Antes era el niño el que debía convertirse en adulto. Hoy es el adulto el que se esfuerza heroicamente en convertirse en niño. Parodia del bebé, nostálgico del pañal, el adulto mutila las palabras, esquematiza la expresión, jibariza el vocabulario, reduce el mundo a la esfera de lo emocional y onomatopéyico: chuli, diver, guay, mola. Y todo, absolutamente todo, incluidas las catástrofes, como la que nos ha dejado la borrasca Filomena, que no sé a quién se le ha ocurrido ponerle ese nombre de ruiseñor (Filomena es ruiseñor en poético), constituye motivo de diversión. Si Mallarmé argüía que el mundo existe para llegar a un libro, hoy el mundo existe para acabar en la galería fotográfica del móvil.

Lo digo por lo siguiente. Como los ciudadanos de Madrid nos hemos transformado en trabajadores sin sueldo del Ayuntamiento, no nos quedó otra, si queríamos salir de casa a comprar víveres, que empuñar recogedores, bandejas del horno, cepillos y palas, y comenzar a apartar la nieve de las aceras. Yo estaba en la azotea de mi edificio quitando de los sumideros las deposiciones blancas de Filomena y amontonando la nieve donde menos perjudicase a la comunidad de vecinos. Fue al tomarme un descanso, apoyados los codos en el antepecho de la terraza, cuando lo advertí.
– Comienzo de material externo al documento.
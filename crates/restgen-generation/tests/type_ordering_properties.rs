//! Property-based tests for survivor ordering
//!
//! Permuting the input declarations must not change the selected sequence,
//! which is always sorted by the private naming form.

use proptest::prelude::*;
use restgen_generation::{private_name, SourcePackage, TagFilter, TypeDeclaration, TypeName};

const API: &str = "github.com/acme/apis/ecs/v1";

fn declaration(name: &str, generate: bool) -> TypeDeclaration {
    let tag = if generate { "+genclient" } else { "+genclient=false" };
    TypeDeclaration::new(TypeName::new(API, name)).with_comment_lines(["Doc comment.", tag])
}

/// Distinct names, each with a generate flag, in a shuffled order
fn shuffled_declarations() -> impl Strategy<Value = (Vec<(String, bool)>, Vec<(String, bool)>)> {
    prop::collection::btree_map("[A-Za-z][a-zA-Z0-9]{0,8}", any::<bool>(), 0..10)
        .prop_flat_map(|entries| {
            let original: Vec<(String, bool)> = entries.into_iter().collect();
            (Just(original.clone()), Just(original).prop_shuffle())
        })
}

fn selected_names(entries: &[(String, bool)]) -> Vec<String> {
    let package = entries
        .iter()
        .fold(SourcePackage::new(API), |p, (name, generate)| {
            p.with_type(declaration(name, *generate))
        });
    TagFilter::new()
        .select(&package)
        .unwrap()
        .into_iter()
        .map(|t| t.base_name().to_string())
        .collect()
}

proptest! {
    #[test]
    fn prop_order_is_independent_of_input_order((original, shuffled) in shuffled_declarations()) {
        prop_assert_eq!(selected_names(&original), selected_names(&shuffled));
    }

    #[test]
    fn prop_order_is_sorted_by_private_name((original, _) in shuffled_declarations()) {
        let selected = selected_names(&original);
        let keys: Vec<String> = selected.iter().map(|n| private_name(n)).collect();
        let mut sorted = keys.clone();
        sorted.sort();
        prop_assert_eq!(keys, sorted);
    }

    #[test]
    fn prop_only_generate_enabled_types_survive((original, _) in shuffled_declarations()) {
        let selected = selected_names(&original);
        let expected = original.iter().filter(|(_, generate)| *generate).count();
        prop_assert_eq!(selected.len(), expected);
    }
}
// Command handlers for restgen

pub mod gen;

pub use gen::{parse_plural_exceptions, parse_verbs, GenCommand};

use crate::error::CliResult;

/// Trait for command handlers
pub trait Command {
    /// Execute the command
    fn execute(&self) -> CliResult<()>;
}
//! Server bootstrap package

use crate::models::TypeDeclaration;
use crate::naming::lowercase_singular;
use crate::package::{Package, PackageKind};
use crate::scaffold::{
    join_import_path, ScaffoldContext, CONTROLLER_DIR, MIDDLEWARE_DIR, SERVER_DIR, SERVICE_DIR,
};
use crate::templates::Snippet;

/// Suffix of the alias each per-type controller package is imported under
pub const CONTROLLER_ALIAS_SUFFIX: &str = "ctrl";

const SERVER_INTERFACE: &str = r#"
// Server serves the generated REST API.
type Server interface {
	http.Handler
	ListenAndServe() error
}
"#;

const OPTIONS_STRUCT: &str = r#"
// Options contains the config required by the server.
type Options struct {
	CtrlOptions *ctrl.Options
	ListenAddr  string
}
"#;

const SERVER_STRUCT: &str = r#"
// server implements the Server interface.
type server struct {
	opt    Options
	router *mux.Router
}
"#;

const NEW_SERVER: &str = r#"
// New creates a server with the routes of every controller registered.
func New(opt Options) Server {
	options := &service.Options{
		KubeClientset: opt.CtrlOptions.KubeClientset,
	}
	opt.CtrlOptions.Service = service.New(options)

	router := mux.NewRouter().StrictSlash(true)
$range types$	$.|lowercaseSingular$ctrl.New(opt.CtrlOptions).Register(router)
$end$
	return &server{
		opt:    opt,
		router: router,
	}
}
"#;

const SERVE_HTTP: &str = r#"
// ServeHTTP authenticates the request, then dispatches it to the matched route.
func (s *server) ServeHTTP(w http.ResponseWriter, r *http.Request) {
	middleware.Authenticate(s.router).ServeHTTP(w, r)
}
"#;

const LISTEN_AND_SERVE: &str = r#"
// ListenAndServe starts the HTTP server.
func (s *server) ListenAndServe() error {
	server := &http.Server{
		Handler:        s,
		Addr:           s.opt.ListenAddr,
		WriteTimeout:   15 * time.Second,
		ReadTimeout:    15 * time.Second,
		MaxHeaderBytes: 1 << 20,
	}
	return server.ListenAndServe()
}
"#;

/// Alias a per-type controller package is imported under
pub fn controller_alias(declaration: &TypeDeclaration) -> String {
    format!(
        "{}{}",
        lowercase_singular(declaration.base_name()),
        CONTROLLER_ALIAS_SUFFIX
    )
}

/// Import line binding a per-type controller package under its alias
pub fn controller_import(ctx: &ScaffoldContext, declaration: &TypeDeclaration) -> String {
    let name = lowercase_singular(declaration.base_name());
    format!(
        "{} \"{}\"",
        controller_alias(declaration),
        join_import_path(&ctx.package_path(CONTROLLER_DIR), &name)
    )
}

/// The `server` package, registering every type's routes in the given order
pub fn package_for_server(ctx: &ScaffoldContext, types: &[TypeDeclaration]) -> Package {
    let path = ctx.package_path(SERVER_DIR);

    let mut imports = vec![
        "net/http".to_string(),
        "time".to_string(),
        "github.com/gorilla/mux".to_string(),
        ctx.package_path(SERVICE_DIR),
        ctx.package_path(MIDDLEWARE_DIR),
        format!("ctrl \"{}\"", ctx.package_path(CONTROLLER_DIR)),
    ];
    imports.extend(types.iter().map(|t| controller_import(ctx, t)));
    let controllers: Vec<String> = types.iter().map(controller_alias).collect();

    let generator = ctx
        .meta_generator(&path, "server")
        .with_var("types", types.to_vec())
        .with_imports(imports)
        .with_externs(["http", "time", "mux", "service", "middleware", "ctrl"])
        .with_externs(controllers.iter().cloned())
        .with_snippet(
            Snippet::new("server-interface", SERVER_INTERFACE)
                .introduces(["Server"])
                .uses(["http"]),
        )
        .with_snippet(
            Snippet::new("options", OPTIONS_STRUCT)
                .introduces(["Options"])
                .uses(["ctrl"]),
        )
        .with_snippet(
            Snippet::new("server-struct", SERVER_STRUCT)
                .introduces(["server"])
                .uses(["Options", "mux"]),
        )
        .with_snippet(
            Snippet::new("new", NEW_SERVER)
                .introduces(["New"])
                .uses(["Options", "Server", "server", "service", "mux"])
                .uses(controllers),
        )
        .with_snippet(
            Snippet::new("serve-http", SERVE_HTTP)
                .introduces(["ServeHTTP"])
                .uses(["server", "middleware", "http"]),
        )
        .with_snippet(
            Snippet::new("listen-and-serve", LISTEN_AND_SERVE)
                .introduces(["ListenAndServe"])
                .uses(["server", "http", "time"]),
        );

    Package::new(PackageKind::Server, "server", path, &ctx.header)
        .with_documentation("// Package server has the generated HTTP server.\n")
        .with_generator(generator)
}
Mientras la familia de inmigrantes latinoamericanos del portal 18 doblaba el espinazo retirando la nieve no solo de su vivienda, sino de toda la manzana, los españoles pisoteaban con sus pezuñas de Decathlon el edén blanco. Qué más daba si la nieve se endurecía y los coches de bomberos o las ambulancias derrapaban y atropellaban a algún viandante o se estrellaban contra los vehículos aparcados. Se les demandaba después y en paz. Había que divertirse. Había que disfrutar de la nieve, ese incunable meteorológico en Madrid. Y esquiar sujetos por cuerdas a los guardabarros de los coches. Y lanzarse bolazos lúdicos. Y preparar una sonrisa dentona delante de la manita que sujeta cenitalmente el móvil para enviar de inmediato el giliselfi a todos tus contactos del WhatsApp, sin pensar si tu obra maestra les interesa o no. Tú contamina la iconosfera. Y arrójate calle abajo en trineo o resbala y rómpete jovialmente una pierna, que hay médicos y yeso y escayolas para todos. Hay que divertirse, aunque nos cueste la vida.

“Haz el angelito”, le ordenó un padre, móvil en mano, a su hija de cinco o seis años. Estaban en la calzada. “Túmbate boca arriba en la nieve y mueve a la vez los brazos y las piernas. Ya verás que chuli”. La niña levantó la naricilla atónita hacia su progenitor, se rascó la cabeza por debajo del gorro, frunció el ceño, miró la nieve. “Hace mucho frío, papá”, se defendió. Pero él, hasta que no convenció u obligó a la cría a hacer lo quería, no paró. “¡Mira! ¡Cómo mola!”, aprobó la instantánea en la pantalla del móvil. “Y ahora le mandamos la foto a mami, ¿quieres?”

Entretanto, los sudacas del 18, que, como todos los inmigrantes sin excepción, vienen a robar, a violar, a quitarnos el trabajo, ya habían limpiado de nieve la acerca para que pudieran volver a casa sin apuros el padre, la niña y el angelito.